First exhibit financed by new fund for visiting artists is an interactive, ever-changing sensory experience
February 16, 2023
An on-campus art gallery has been transformed into an interactive, multisensory, and still-changing environment thanks to new funding that will bring visiting artists to Sac State to engage with students.
“Pulse,” on display in the Else Gallery in Kadema Hall through Feb. 24, features the work of three artists who are using sound, light, kinetic and magnetic energy, and more to explore the boundaries of human perception.
The exhibit is the first financed through the donor-supported Art Department Visiting Artists Fund. It will support programs in which students can interact directly with professional artists through lectures, workshops, studio visits, and exhibits, said Rachel Clarke, chair of the Department of Art.
“This program offers more opportunities for contemporary art to be seen and experienced at Sac State, and it’s special because the artists are present to engage with students,” Clarke said. “Beyond the department, students in the University take our courses, and our galleries and lectures are open to all students and the whole campus community, as well as the Sacramento community.
All three of the visiting artists have a connection to Sac State. Mehran Mesbah and Tess Gallagher are alumni, and Mary Sand is an Environmental Studies student.
The exhibit is “installation art,” meaning that, rather than dropping fully finished pieces off at the gallery and then leaving, the artists are spending four weeks building their pieces in the space itself. Students – and anyone else – are free to come into the gallery while the artists create.
“The hope is to have a more intimate dialog with the students as they are conceptualizing, fabricating and presenting their work,” said Bob Ortbal, a professor of Art and member of the department’s Events and Exhibitions Committee.
Much of the exhibit is interactive. In the center of the gallery is a pedestal topped by a wide and shallow bowl of white liquid, in which Mesbah creates vibrational patterns via wires connected to a subwoofer amplifier, which emits low-frequency sounds. Elsewhere, Sand soaked in water roots from fallen trees and other leafy debris she collected on campus and attached wires that, when touched, activate sounds in other parts of the exhibit. Visitors can experiment and play with the pieces, engaging with other visitors and the space itself.
On a long wall beneath a line of small spotlights, Gallagher has embedded dozens of small wires whose shadows create new shapes and patterns. They contrast with a large circle directly in the center of the wall made of black paint that absorbs nearly all light.
The artists began separately, but over time their pieces became more intertwined.
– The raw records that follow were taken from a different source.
#![forbid(unsafe_code)]

//! Type-erased notification payloads with checked downcasts.
//!
//! A [`Payload`] carries an arbitrary `'static` value from a publisher to its
//! subscribers. The subscriber names the concrete type it expects via
//! [`Payload::get`]; a wrong guess is a typed, recoverable [`PayloadError`],
//! never a panic. The dispatcher catches these errors per slot, so one
//! mis-typed subscriber cannot abort delivery to the others.
//!
//! # Invariants
//!
//! 1. The stored type tag always names the concrete type the payload was
//!    constructed with.
//! 2. `get::<T>()` succeeds iff the payload holds exactly `T`.
//! 3. Cloning a payload shares the value; it never re-boxes it.
//!
//! # Failure Modes
//!
//! | Failure | Cause | Behavior |
//! |---------|-------|----------|
//! | Wrong type requested | `get::<T>()` on a non-`T` payload | `Err(TypeMismatch)` |
//! | Empty payload read | `get::<T>()` on `Payload::empty()` | `Err(Empty)` |

use std::any::{self, Any};
use std::fmt;
use std::rc::Rc;

/// Errors produced when a subscriber reads a [`Payload`] as the wrong type.
#[derive(Debug, Clone, PartialEq, Eq)]
pub enum PayloadError {
    /// The payload holds a value of a different concrete type.
    TypeMismatch {
        /// Type the subscriber asked for.
        expected: &'static str,
        /// Type the publisher actually stored.
        actual: &'static str,
    },
    /// The payload holds no value at all.
    Empty {
        /// Type the subscriber asked for.
        expected: &'static str,
    },
}

impl fmt::Display for PayloadError {
    fn fmt(&self, f: &mut fmt::Formatter<'_>) -> fmt::Result {
        match self {
            Self::TypeMismatch { expected, actual } => {
                write!(f, "payload holds {actual}, not {expected}")
            }
            Self::Empty { expected } => write!(f, "empty payload read as {expected}"),
        }
    }
}

impl std::error::Error for PayloadError {}

/// A type-erased value passed from a publisher to its subscribers.
///
/// Payloads are cheap to clone (`Rc` inside) and carry a runtime type tag so
/// mismatched reads report both sides of the disagreement.
#[derive(Clone, Default)]
pub struct Payload {
    value: Option<Rc<dyn Any>>,
    type_name: &'static str,
}

impl Payload {
    /// Wrap a value for delivery.
    #[must_use]
    pub fn new<T: 'static>(value: T) -> Self {
        Self {
            value: Some(Rc::new(value)),
            type_name: any::type_name::<T>(),
        }
    }

    /// A payload carrying no value, for signals that are pure events.
    #[must_use]
    pub fn empty() -> Self {
        Self {
            value: None,
            type_name: "",
        }
    }

    /// Whether the payload carries no value.
    #[must_use]
    pub fn is_empty(&self) -> bool {
        self.value.is_none()
    }

    /// Name of the concrete type stored, or the empty string for
    /// [`Payload::empty`].
    #[must_use]
    pub fn type_name(&self) -> &'static str {
        self.type_name
    }

    /// Read the payload as `T`.
    ///
    /// # Errors
    ///
    /// Returns [`PayloadError::TypeMismatch`] if the stored value is not a
    /// `T`, or [`PayloadError::Empty`] if there is no stored value.
    pub fn get<T: 'static>(&self) -> Result<&T, PayloadError> {
        match &self.value {
            Some(value) => value.downcast_ref::<T>().ok_or(PayloadError::TypeMismatch {
                expected: any::type_name::<T>(),
                actual: self.type_name,
            }),
            None => Err(PayloadError::Empty {
                expected: any::type_name::<T>(),
            }),
        }
    }
}

impl fmt::Debug for Payload {
    fn fmt(&self, f: &mut fmt::Formatter<'_>) -> fmt::Result {
        if self.is_empty() {
            f.debug_struct("Payload").field("value", &"<empty>").finish()
        } else {
            f.debug_struct("Payload")
                .field("type", &self.type_name)
                .finish()
        }
    }
}

// ---------------------------------------------------------------------------
// Tests
// ---------------------------------------------------------------------------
“They have these distinct works that they’re going towards, but as the project evolves, those (connections) will take shape based on their interactions with the other (artists),” Ortbal said.
The name of the exhibit, “Pulse,” emphasizes the concept of vibrations, Mesbah said.
“Every material that we’re working with has some kind of vibration that’s actually happening,” he said, from his keyboard sounds, to the electronic wires connected to Sands’ branches, to light frequencies hitting Gallagher’s wires, to the human skin that will interact with it all.
Mesbah said he hopes gallery visitors will feel encouraged and inspired to play with the pieces, so that “it invites a thought provocation of where these vibrations originate from.”
“And of course, I hope it points back to the attendant who is actually experiencing it, that they realize they are initiating what is happening in front of them.”